They might even be able to get away with just giving you free stuff outright
as a discovery method too, given the huge amounts of consumer behaviour data
they must have — as long as their algorithms can predict you have a
profitable% chance of reordering the item.

------
mfrommil
Amazon needs to scale Fresh in order for it to be more successful. On a micro
level, scaling could come in one of 2 ways: (1)increase order frequency or
(2)average order size.

(1) Order frequency - Right now, a typical customer likely picks up groceries
when they're out and it's convenient. This very well could be on the commute
home from work, later at night, etc. With Dash sitting around the kitchen,
Amazon has now created a very tangible reminder in the form of the Dash device
to order your groceries, rather than waiting until it pops into your mind (and
possibly not buying on Amazon).

(2) Average order size - As someone posted above, it takes 1 or 2 button
clicks to reorder an item using Dash. Compared to the current way of online
grocery shopping, Dash eliminates a lot of possibilities of forgetting to
reorder something you intended to, because it is so simple. Compared to on the
PC when you may forget to browse the snacks category, for example, and you
forget to order chips and cookies. Way less likely to happen with Dash.

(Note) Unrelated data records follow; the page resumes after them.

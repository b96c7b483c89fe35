//! # nsbrand Install Command
//!
//! File: cli/src/commands/install.rs
//!
//! ## Overview
//!
//! Implements `nsbrand install`, the older workflow that brands the template
//! tree in place. It is kept for existing users; `build` is the recommended
//! command because it never touches the template.
//!
//! ## Architecture
//!
//! 1. Resolve the prefix and check the template exists.
//! 2. Unless `--force` or `--dry-run` is given, ask for confirmation. A
//!    refusal ends the run successfully with "Operation cancelled." and
//!    leaves the state file alone; an explicit prefix is only remembered
//!    once the run is allowed to proceed.
//! 3. Rewrite every source file of the template tree.
//! 4. Rewrite the existing loader (its imports and its prefix literal).
//! 5. Print the summary with the list of modified files.
//!
use crate::commands::context::RunContext;
use crate::common::ui::{self, Confirm};
use crate::core::error::{BrandError, Result};
use crate::core::finalize::Finalizer;
use crate::core::manifest::Manifest;
use crate::core::prefix::{persist_prefix, resolve_prefix, PrefixOrigin, Resolution};
use crate::core::report::{self, Report, RunKind, RunMode};
use crate::core::rewrite::Rewriter;
use crate::core::transform::Transformer;
use anyhow::Context;
use tracing::info;

/// # Handle Install Command (`handle_install`)
///
/// Brands the template tree in place.
///
/// ## Arguments
///
/// * `ctx` - The run context.
/// * `confirm` - Asked before anything is modified, unless the run is forced
///   or a preview.
///
/// ## Returns
///
/// * `Result<Option<Manifest>>` - `None` when the user declined, otherwise
///   the files that changed (or would change).
pub fn handle_install(ctx: &RunContext, confirm: &mut dyn Confirm) -> Result<Option<Manifest>> {
    let dry_run = ctx.dry_run();
    let mode = RunMode {
        kind: RunKind::Install,
        preview: dry_run,
    };
    info!("Starting {}", mode);

    let store = ctx.store();
    let Resolution { prefix, origin, .. } =
        resolve_prefix(ctx.explicit_prefix()?, &store, false)?;
    info!("Using {:?} prefix '{}'", origin, prefix);
    let template_dir = ctx.template_dir()?;
    if !template_dir.is_dir() {
        return Err(BrandError::MissingTemplate(template_dir).into());
    }

    let rewriter = Rewriter::new(&ctx.syntax, &prefix)?;
    let source = ctx.display_path(&template_dir);
    let report = Report {
        mode,
        prefix: prefix.to_string(),
        target: rewriter.target().to_string(),
        source: source.clone(),
        output: None,
        loader: ctx.settings.build.loader,
        loader_file: ctx.layout.loader_file.to_string_lossy().into_owned(),
    };

    ui::banner(report.title());
    report::print(&report.header());

    if !dry_run && !ctx.force() {
        ui::warning(&format!(
            "This action will modify all {} files in the {}/ directory.",
            ctx.syntax.extension.to_uppercase(),
            source
        ));
        ui::warning("   Make sure you have committed your changes to version control.");
        ui::line("");
        if !confirm.confirm("Do you want to continue?")? {
            ui::line("Operation cancelled.");
            info!("Install cancelled by user");
            return Ok(None);
        }
        ui::line("");
    }
    if !dry_run && origin == PrefixOrigin::Explicit {
        persist_prefix(&store, &prefix)?;
    }

    ui::info("Starting namespace branding...");
    ui::line("");

    let mut manifest = Transformer::new(&rewriter, &ctx.syntax, &ctx.layout, dry_run)
        .transform_tree(&template_dir)
        .context("Namespace transformation failed")?;
    manifest.extend(
        Finalizer::new(&rewriter, &ctx.syntax, &ctx.layout, dry_run)
            .finalize_install(&template_dir)
            .context("Loader rewrite failed")?,
    );
    for record in manifest.iter() {
        ui::comment(&format!("  ✓ {}/{}", source, record.display_path()));
    }

    report::print(&report.summary(&manifest));
    Ok(Some(manifest))
}

// --- Unit Tests ---
#[cfg(test)]
mod tests {
    use super::*;
    use crate::commands::options::Options;
    use crate::core::state::STATE_FILENAME;
    use std::fs;
    use std::path::Path;
    use tempfile::tempdir;

    /// Scripted answer; records whether it was asked.
    struct Answer {
        yes: bool,
        asked: bool,
    }

    impl Confirm for Answer {
        fn confirm(&mut self, _question: &str) -> Result<bool> {
            self.asked = true;
            Ok(self.yes)
        }
    }

    fn project() -> tempfile::TempDir {
        let dir = tempdir().unwrap();
        fs::create_dir(dir.path().join(".git")).unwrap();
        let src = dir.path().join("src");
        fs::create_dir_all(src.join("Helpers")).unwrap();
        fs::write(src.join("Application.php"), "<?php\n\nnamespace WPLite;\n").unwrap();
        fs::write(
            src.join("Helpers/main.php"),
            "<?php\n\nif (!function_exists('appLogger')) {\n    function appLogger() {}\n}\n",
        )
        .unwrap();
        fs::write(
            src.join("autoload.php"),
            "<?php\n\nspl_autoload_register(function ($class) {\n    $prefix = 'WPLite\\\\';\n});\n",
        )
        .unwrap();
        dir
    }

    fn run(dir: &Path, tokens: &[&str], answer: &mut Answer) -> Result<Option<Manifest>> {
        let ctx = RunContext::load(dir.to_path_buf(), Options::parse(tokens))?;
        handle_install(&ctx, answer)
    }

    #[test]
    fn test_install_declined_changes_nothing() {
        let dir = project();
        let before = fs::read_to_string(dir.path().join("src/Application.php")).unwrap();
        let mut answer = Answer {
            yes: false,
            asked: false,
        };

        let result = run(dir.path(), &["--prefix=Acme"], &mut answer).unwrap();
        assert!(answer.asked);
        assert!(result.is_none());
        assert!(!dir.path().join(STATE_FILENAME).exists());
        assert_eq!(
            fs::read_to_string(dir.path().join("src/Application.php")).unwrap(),
            before
        );
    }

    #[test]
    fn test_install_confirmed_rewrites_template_in_place() {
        let dir = project();
        let mut answer = Answer {
            yes: true,
            asked: false,
        };

        let manifest = run(dir.path(), &["--prefix=Acme"], &mut answer)
            .unwrap()
            .unwrap();
        assert!(dir.path().join(STATE_FILENAME).is_file());
        let paths: Vec<_> = manifest.iter().map(|r| r.display_path()).collect();
        assert_eq!(paths, vec!["Application.php", "Helpers/main.php", "autoload.php"]);

        let src = dir.path().join("src");
        assert!(fs::read_to_string(src.join("Application.php"))
            .unwrap()
            .contains("namespace Acme\\WPLite;"));
        assert!(fs::read_to_string(src.join("Helpers/main.php"))
            .unwrap()
            .contains("function_exists('Acme\\WPLite\\appLogger')"));
        assert!(fs::read_to_string(src.join("autoload.php"))
            .unwrap()
            .contains("$prefix = 'Acme\\\\WPLite\\\\';"));
    }

    #[test]
    fn test_force_and_dry_run_skip_confirmation() {
        let dir = project();
        let mut answer = Answer {
            yes: false,
            asked: false,
        };

        let preview = run(dir.path(), &["--prefix=Acme", "--dry-run"], &mut answer)
            .unwrap()
            .unwrap();
        assert!(!answer.asked);
        assert!(fs::read_to_string(dir.path().join("src/Application.php"))
            .unwrap()
            .contains("namespace WPLite;"));

        let real = run(dir.path(), &["--prefix=Acme", "--force"], &mut answer)
            .unwrap()
            .unwrap();
        assert!(!answer.asked);
        assert_eq!(preview, real);

        // A second install finds nothing left to change.
        let again = run(dir.path(), &["--force"], &mut answer).unwrap().unwrap();
        assert!(again.is_empty());
    }
}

This doesn't address price concerns, but in terms of convenience for Amazon
Fresh customers & increasing Fresh orders/order size, this seems like a
massive win-win for Amazon and their customers.

------
asnyder
I wonder if this will lead to showrooming of groceries, like Amazon's done
with books. The only thing preventing this is the wifi requirement, but of
course one can already do this with their phone. Though it does make it even
easier.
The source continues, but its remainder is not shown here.